#### DATA PROVIDED ####

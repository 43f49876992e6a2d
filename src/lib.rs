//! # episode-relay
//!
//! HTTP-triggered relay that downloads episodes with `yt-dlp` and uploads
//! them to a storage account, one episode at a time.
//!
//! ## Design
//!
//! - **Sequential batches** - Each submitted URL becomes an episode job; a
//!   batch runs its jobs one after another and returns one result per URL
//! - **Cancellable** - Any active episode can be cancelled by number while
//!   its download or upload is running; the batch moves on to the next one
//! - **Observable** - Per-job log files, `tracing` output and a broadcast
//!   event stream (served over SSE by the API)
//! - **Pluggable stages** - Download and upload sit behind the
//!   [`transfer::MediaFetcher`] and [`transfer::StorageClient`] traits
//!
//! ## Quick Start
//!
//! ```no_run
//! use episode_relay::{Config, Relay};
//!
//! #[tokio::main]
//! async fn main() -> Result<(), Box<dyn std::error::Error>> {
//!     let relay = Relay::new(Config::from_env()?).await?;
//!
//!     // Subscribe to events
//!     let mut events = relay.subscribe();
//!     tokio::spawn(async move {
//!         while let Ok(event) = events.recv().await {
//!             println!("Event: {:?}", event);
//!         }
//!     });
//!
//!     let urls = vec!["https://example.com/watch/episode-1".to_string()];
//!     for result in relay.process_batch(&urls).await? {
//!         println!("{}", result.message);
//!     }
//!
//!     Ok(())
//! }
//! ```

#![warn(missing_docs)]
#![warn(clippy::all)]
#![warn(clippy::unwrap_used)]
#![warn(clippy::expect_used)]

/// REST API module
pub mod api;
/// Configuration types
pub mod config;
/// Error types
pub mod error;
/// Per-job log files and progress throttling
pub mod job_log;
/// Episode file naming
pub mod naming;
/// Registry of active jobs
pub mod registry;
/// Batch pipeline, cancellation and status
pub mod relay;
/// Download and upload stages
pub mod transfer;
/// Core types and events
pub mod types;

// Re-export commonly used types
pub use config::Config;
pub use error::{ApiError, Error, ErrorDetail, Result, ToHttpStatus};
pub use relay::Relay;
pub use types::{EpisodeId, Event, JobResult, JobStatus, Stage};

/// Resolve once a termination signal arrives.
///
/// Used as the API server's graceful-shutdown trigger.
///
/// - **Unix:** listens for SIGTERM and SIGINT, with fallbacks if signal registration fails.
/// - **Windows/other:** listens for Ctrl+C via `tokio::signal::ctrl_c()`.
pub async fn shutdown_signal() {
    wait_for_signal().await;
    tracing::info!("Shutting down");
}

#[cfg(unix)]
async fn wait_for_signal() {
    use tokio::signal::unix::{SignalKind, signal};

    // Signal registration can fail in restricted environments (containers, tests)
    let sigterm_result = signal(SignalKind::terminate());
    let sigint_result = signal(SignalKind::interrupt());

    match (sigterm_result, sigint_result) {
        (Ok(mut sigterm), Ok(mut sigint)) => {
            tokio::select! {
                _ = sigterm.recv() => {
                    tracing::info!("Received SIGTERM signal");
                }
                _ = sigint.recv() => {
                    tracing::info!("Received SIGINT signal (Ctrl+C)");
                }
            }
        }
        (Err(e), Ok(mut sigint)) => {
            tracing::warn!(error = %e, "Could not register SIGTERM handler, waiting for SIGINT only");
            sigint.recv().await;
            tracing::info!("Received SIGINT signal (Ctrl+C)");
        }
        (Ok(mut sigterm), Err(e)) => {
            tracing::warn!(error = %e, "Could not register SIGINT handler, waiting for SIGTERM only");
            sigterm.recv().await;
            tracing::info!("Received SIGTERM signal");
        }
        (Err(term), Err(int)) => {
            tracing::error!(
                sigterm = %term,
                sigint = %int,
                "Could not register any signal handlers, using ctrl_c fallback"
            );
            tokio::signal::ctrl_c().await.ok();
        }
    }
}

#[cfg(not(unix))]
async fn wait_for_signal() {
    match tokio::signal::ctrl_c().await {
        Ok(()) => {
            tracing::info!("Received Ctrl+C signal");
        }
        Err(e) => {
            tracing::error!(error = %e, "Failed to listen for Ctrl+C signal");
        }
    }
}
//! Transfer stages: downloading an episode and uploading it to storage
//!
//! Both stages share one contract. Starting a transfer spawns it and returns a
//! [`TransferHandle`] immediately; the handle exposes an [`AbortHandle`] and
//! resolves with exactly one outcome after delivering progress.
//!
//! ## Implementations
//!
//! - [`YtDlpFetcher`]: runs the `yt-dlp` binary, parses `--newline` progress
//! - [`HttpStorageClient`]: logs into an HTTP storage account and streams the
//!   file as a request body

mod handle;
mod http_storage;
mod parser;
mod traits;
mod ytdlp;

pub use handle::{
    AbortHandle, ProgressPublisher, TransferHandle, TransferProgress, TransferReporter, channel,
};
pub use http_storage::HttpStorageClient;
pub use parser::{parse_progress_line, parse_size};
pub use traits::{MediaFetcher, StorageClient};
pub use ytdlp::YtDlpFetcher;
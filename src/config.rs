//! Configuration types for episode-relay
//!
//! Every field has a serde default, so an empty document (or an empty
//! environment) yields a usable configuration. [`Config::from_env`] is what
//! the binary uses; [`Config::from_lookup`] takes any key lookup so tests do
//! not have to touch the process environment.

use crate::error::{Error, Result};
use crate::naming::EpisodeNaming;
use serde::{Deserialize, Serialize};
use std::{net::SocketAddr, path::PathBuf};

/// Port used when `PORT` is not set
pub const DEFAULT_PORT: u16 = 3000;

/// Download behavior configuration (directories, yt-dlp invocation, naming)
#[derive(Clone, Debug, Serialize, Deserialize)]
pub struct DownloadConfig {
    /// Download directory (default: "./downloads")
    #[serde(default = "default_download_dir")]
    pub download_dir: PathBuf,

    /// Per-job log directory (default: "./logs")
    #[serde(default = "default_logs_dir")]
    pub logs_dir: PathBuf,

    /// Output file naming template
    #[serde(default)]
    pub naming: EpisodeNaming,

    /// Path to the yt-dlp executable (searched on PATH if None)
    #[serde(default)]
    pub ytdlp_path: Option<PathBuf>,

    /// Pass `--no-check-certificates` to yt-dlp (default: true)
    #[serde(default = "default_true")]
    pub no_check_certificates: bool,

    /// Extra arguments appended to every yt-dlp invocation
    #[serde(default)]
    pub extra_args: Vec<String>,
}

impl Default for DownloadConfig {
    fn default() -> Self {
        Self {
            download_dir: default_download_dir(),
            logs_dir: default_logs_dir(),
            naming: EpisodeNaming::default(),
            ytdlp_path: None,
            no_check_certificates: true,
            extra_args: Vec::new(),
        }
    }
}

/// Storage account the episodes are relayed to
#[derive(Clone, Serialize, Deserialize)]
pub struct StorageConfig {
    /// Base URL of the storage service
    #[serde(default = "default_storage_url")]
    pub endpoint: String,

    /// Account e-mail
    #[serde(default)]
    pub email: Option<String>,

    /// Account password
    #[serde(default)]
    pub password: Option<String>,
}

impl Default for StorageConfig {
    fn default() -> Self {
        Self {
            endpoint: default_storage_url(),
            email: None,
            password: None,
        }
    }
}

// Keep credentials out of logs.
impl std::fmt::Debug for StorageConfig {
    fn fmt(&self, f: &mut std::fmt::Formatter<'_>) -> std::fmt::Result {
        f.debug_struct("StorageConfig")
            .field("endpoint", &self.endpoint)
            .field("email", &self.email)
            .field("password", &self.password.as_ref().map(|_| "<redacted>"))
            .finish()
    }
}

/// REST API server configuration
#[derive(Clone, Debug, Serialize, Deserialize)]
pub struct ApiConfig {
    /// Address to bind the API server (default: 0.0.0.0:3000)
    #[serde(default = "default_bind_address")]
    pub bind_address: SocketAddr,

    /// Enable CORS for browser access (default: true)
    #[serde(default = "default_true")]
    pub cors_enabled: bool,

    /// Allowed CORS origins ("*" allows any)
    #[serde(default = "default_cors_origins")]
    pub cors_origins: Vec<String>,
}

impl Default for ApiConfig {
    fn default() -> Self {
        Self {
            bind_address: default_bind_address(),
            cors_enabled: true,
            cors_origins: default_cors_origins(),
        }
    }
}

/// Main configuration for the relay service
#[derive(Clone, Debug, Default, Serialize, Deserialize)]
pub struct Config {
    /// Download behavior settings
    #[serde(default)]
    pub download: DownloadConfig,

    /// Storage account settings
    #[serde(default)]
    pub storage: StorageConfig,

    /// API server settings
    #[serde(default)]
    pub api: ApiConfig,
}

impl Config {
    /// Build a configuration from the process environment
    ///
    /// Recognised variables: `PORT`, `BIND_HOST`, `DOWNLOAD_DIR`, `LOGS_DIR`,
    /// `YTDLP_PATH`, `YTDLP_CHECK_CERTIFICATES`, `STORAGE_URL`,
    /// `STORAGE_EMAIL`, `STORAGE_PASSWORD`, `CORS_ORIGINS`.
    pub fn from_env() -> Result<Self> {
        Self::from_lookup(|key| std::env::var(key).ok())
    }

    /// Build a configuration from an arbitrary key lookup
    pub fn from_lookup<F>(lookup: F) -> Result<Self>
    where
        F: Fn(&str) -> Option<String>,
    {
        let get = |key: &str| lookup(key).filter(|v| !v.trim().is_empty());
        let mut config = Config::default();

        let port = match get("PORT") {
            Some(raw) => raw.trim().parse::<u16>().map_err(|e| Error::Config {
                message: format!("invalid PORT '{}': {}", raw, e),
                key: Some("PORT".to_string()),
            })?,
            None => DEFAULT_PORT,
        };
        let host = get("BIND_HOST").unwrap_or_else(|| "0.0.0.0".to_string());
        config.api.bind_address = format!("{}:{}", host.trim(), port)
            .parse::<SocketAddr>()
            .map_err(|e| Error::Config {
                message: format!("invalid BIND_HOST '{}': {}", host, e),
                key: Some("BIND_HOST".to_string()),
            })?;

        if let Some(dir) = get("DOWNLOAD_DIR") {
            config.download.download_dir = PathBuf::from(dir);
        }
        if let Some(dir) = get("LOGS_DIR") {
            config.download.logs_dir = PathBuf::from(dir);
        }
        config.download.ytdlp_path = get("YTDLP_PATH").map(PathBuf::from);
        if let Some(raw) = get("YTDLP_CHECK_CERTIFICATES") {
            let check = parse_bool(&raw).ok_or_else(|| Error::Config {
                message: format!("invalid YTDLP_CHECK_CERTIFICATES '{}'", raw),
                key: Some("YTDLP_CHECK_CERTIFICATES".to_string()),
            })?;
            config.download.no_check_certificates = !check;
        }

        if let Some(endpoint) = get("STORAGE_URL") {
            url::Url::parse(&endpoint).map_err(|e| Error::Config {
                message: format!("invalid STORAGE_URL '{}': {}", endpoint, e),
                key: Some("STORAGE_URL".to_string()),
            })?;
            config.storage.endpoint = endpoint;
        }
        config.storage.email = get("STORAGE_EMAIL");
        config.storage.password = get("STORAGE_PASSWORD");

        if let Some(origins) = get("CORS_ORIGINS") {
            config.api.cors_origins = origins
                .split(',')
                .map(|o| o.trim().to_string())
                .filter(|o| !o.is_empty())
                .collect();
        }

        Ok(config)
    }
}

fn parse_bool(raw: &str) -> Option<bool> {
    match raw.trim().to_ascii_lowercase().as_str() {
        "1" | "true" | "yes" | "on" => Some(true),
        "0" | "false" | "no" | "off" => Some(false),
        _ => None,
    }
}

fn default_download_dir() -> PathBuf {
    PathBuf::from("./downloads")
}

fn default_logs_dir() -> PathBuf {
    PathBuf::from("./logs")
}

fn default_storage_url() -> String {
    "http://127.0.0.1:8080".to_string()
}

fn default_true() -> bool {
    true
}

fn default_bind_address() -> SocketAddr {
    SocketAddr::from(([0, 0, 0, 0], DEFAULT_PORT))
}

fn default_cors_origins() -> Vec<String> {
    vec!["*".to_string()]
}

####
#### DATA PROVIDED ####

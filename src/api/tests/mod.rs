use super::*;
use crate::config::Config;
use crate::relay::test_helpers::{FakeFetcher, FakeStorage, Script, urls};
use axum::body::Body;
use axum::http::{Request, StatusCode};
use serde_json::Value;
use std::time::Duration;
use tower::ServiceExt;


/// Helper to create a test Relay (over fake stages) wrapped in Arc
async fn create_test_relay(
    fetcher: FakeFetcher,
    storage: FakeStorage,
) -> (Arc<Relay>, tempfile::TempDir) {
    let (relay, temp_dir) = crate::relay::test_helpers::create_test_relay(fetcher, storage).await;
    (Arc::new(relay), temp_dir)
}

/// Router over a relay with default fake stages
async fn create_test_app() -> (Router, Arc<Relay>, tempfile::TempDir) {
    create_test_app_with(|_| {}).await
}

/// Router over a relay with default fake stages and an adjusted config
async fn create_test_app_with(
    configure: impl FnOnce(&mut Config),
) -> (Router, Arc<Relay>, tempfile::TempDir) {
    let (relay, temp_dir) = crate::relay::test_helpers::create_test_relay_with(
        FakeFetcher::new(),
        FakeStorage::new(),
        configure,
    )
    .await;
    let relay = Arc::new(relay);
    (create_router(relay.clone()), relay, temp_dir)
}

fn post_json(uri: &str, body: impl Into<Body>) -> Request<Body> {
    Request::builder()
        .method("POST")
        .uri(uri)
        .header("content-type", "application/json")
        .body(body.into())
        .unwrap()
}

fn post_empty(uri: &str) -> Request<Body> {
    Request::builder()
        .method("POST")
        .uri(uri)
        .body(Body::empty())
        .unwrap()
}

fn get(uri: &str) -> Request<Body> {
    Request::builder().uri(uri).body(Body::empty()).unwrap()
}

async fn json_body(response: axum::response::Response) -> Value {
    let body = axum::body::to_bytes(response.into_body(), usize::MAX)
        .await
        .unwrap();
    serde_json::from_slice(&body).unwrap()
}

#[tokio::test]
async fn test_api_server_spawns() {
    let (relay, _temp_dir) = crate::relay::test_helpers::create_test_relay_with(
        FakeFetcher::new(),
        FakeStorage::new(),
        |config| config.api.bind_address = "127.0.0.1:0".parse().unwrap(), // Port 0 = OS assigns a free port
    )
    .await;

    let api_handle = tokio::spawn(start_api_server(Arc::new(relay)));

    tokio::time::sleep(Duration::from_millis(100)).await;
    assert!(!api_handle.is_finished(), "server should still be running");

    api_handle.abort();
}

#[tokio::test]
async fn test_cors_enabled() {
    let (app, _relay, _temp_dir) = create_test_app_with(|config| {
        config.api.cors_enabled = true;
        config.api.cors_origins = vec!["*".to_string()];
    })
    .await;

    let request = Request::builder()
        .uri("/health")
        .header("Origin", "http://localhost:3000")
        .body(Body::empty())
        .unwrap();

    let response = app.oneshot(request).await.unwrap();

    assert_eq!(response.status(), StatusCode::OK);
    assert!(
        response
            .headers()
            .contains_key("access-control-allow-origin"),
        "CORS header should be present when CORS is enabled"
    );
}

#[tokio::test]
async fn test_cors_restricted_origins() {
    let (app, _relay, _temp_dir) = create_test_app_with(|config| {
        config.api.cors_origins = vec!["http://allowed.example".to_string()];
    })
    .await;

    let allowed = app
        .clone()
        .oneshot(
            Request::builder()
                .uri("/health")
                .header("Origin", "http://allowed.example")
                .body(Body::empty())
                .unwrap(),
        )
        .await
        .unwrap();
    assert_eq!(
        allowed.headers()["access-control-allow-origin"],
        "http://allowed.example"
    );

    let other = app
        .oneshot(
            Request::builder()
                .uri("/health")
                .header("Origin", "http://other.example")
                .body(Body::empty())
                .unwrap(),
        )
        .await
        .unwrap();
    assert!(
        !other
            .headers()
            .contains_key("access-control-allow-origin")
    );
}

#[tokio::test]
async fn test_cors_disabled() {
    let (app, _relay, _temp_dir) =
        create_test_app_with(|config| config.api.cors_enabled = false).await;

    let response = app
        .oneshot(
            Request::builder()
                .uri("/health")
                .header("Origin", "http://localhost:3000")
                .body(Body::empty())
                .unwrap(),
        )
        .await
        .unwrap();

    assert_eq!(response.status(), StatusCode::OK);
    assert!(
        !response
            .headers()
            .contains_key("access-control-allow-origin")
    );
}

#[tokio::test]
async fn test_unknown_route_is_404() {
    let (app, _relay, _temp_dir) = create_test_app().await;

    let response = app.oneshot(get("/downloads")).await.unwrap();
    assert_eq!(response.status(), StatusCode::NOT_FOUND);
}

####

▶ **WHAT YOU SHOULD DO**
Which lines above run from the one containing "repository 43f49876992e6a2d" to the one containing "sit behind the"? Give them again exactly, both ends included.

▶ **WRITTEN ANSWER**
repository 43f49876992e6a2d
filename src/lib.rs
//! # episode-relay
//!
//! HTTP-triggered relay that downloads episodes with `yt-dlp` and uploads
//! them to a storage account, one episode at a time.
//!
//! ## Design
//!
//! - **Sequential batches** - Each submitted URL becomes an episode job; a
//!   batch runs its jobs one after another and returns one result per URL
//! - **Cancellable** - Any active episode can be cancelled by number while
//!   its download or upload is running; the batch moves on to the next one
//! - **Observable** - Per-job log files, `tracing` output and a broadcast
//!   event stream (served over SSE by the API)
//! - **Pluggable stages** - Download and upload sit behind the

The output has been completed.